When the line containing "of reporting EOF." is reached, include it and end there; set down verbatim every line before it, starting at the top of the records.

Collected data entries
....

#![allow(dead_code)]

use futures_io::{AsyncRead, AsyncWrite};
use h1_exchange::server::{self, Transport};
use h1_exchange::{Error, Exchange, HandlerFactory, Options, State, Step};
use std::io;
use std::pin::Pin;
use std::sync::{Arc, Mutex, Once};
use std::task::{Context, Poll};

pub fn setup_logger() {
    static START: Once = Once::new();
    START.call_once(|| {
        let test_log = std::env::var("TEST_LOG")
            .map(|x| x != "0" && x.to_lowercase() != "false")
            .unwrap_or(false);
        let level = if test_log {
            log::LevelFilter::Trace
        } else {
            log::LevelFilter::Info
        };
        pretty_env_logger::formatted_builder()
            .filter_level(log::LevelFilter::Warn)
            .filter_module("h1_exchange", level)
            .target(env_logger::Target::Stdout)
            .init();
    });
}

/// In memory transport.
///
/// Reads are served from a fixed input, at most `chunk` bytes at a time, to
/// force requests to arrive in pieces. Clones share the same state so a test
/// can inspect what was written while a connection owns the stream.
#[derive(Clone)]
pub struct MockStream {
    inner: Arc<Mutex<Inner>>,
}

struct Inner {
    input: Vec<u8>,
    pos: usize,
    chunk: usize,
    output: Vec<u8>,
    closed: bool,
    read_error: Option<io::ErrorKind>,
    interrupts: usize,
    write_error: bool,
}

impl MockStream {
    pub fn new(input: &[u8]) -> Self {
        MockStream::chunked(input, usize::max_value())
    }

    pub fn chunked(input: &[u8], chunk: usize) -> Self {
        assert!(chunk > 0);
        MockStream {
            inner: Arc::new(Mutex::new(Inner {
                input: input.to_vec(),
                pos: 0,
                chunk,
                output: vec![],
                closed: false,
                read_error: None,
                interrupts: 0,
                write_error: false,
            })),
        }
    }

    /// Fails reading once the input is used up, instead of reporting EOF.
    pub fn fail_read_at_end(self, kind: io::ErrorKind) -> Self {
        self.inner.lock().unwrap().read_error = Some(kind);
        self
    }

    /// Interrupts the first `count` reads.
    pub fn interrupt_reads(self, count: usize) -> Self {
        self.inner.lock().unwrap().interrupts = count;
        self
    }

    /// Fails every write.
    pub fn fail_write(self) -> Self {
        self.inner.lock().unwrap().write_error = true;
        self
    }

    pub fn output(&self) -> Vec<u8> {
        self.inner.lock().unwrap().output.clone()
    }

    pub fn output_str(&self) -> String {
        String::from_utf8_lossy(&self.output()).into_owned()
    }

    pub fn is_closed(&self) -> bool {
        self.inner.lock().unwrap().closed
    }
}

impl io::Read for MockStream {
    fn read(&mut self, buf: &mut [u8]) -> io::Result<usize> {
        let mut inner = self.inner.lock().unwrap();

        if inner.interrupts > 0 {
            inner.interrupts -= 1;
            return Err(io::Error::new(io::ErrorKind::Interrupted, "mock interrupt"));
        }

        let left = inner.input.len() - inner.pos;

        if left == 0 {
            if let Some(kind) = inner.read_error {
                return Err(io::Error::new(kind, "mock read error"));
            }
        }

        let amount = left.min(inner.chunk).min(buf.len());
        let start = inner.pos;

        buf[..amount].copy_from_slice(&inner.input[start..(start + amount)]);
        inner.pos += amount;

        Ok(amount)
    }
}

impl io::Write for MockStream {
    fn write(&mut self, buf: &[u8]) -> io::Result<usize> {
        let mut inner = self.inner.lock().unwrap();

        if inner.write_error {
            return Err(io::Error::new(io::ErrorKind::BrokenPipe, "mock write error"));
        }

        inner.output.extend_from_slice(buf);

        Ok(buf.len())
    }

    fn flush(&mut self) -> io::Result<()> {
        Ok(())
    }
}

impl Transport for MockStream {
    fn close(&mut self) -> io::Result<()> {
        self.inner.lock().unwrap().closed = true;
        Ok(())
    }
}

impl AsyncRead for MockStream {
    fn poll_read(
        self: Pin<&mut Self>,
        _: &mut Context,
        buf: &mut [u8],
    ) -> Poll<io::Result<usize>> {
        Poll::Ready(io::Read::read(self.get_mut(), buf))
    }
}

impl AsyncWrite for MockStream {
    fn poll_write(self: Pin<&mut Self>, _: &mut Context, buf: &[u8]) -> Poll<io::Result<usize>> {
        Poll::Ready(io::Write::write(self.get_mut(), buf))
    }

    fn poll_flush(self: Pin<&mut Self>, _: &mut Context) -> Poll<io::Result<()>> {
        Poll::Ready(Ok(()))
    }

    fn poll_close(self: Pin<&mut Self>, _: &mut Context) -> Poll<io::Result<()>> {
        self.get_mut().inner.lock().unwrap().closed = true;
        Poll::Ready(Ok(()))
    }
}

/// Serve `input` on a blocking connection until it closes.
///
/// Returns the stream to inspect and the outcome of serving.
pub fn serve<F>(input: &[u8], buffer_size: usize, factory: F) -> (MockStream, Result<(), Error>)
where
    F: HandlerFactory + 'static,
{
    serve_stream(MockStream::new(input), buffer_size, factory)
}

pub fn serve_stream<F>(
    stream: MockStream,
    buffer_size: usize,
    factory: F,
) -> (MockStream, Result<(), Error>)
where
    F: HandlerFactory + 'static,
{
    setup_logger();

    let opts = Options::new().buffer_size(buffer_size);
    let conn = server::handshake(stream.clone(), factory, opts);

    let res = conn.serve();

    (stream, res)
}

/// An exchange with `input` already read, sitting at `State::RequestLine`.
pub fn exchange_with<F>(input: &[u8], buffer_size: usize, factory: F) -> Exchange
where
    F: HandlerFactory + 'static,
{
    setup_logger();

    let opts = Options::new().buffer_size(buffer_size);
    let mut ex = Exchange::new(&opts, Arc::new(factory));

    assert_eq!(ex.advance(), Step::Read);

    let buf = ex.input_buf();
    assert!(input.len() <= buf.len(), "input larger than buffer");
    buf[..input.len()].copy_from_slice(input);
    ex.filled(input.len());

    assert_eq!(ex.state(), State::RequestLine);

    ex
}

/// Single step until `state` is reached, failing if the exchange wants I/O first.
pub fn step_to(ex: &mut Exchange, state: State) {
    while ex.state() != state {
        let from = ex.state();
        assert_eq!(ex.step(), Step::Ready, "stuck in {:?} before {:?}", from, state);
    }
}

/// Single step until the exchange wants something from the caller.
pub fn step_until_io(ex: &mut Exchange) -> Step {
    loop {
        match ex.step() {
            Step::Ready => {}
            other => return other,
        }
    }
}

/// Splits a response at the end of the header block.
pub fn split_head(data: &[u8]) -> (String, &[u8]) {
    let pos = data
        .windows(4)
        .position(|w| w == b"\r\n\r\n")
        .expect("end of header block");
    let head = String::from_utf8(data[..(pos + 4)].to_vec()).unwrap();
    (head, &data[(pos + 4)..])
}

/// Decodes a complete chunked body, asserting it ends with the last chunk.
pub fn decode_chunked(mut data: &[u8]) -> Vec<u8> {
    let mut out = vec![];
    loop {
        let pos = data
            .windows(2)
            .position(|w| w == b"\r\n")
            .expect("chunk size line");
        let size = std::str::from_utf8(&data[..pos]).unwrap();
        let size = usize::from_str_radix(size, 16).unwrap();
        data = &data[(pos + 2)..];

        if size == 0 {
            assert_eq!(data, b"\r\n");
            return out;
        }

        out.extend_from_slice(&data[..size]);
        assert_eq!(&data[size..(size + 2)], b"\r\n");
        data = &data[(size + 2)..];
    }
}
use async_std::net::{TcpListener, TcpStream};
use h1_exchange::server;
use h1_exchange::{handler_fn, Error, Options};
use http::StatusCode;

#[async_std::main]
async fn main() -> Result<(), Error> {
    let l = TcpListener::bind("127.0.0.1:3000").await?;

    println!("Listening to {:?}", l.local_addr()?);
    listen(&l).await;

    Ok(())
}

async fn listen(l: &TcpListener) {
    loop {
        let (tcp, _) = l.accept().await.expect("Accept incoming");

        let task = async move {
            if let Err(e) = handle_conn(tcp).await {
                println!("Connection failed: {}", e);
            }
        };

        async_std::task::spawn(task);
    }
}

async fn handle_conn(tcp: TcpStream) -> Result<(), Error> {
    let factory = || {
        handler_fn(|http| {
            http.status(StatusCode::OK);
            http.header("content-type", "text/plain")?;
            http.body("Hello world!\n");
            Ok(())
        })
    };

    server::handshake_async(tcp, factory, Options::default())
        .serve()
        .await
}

....

__Answer space__:
#![allow(dead_code)]

use futures_io::{AsyncRead, AsyncWrite};
use h1_exchange::server::{self, Transport};
use h1_exchange::{Error, Exchange, HandlerFactory, Options, State, Step};
use std::io;
use std::pin::Pin;
use std::sync::{Arc, Mutex, Once};
use std::task::{Context, Poll};

pub fn setup_logger() {
    static START: Once = Once::new();
    START.call_once(|| {
        let test_log = std::env::var("TEST_LOG")
            .map(|x| x != "0" && x.to_lowercase() != "false")
            .unwrap_or(false);
        let level = if test_log {
            log::LevelFilter::Trace
        } else {
            log::LevelFilter::Info
        };
        pretty_env_logger::formatted_builder()
            .filter_level(log::LevelFilter::Warn)
            .filter_module("h1_exchange", level)
            .target(env_logger::Target::Stdout)
            .init();
    });
}

/// In memory transport.
///
/// Reads are served from a fixed input, at most `chunk` bytes at a time, to
/// force requests to arrive in pieces. Clones share the same state so a test
/// can inspect what was written while a connection owns the stream.
#[derive(Clone)]
pub struct MockStream {
    inner: Arc<Mutex<Inner>>,
}

struct Inner {
    input: Vec<u8>,
    pos: usize,
    chunk: usize,
    output: Vec<u8>,
    closed: bool,
    read_error: Option<io::ErrorKind>,
    interrupts: usize,
    write_error: bool,
}

impl MockStream {
    pub fn new(input: &[u8]) -> Self {
        MockStream::chunked(input, usize::max_value())
    }

    pub fn chunked(input: &[u8], chunk: usize) -> Self {
        assert!(chunk > 0);
        MockStream {
            inner: Arc::new(Mutex::new(Inner {
                input: input.to_vec(),
                pos: 0,
                chunk,
                output: vec![],
                closed: false,
                read_error: None,
                interrupts: 0,
                write_error: false,
            })),
        }
    }

    /// Fails reading once the input is used up, instead of reporting EOF.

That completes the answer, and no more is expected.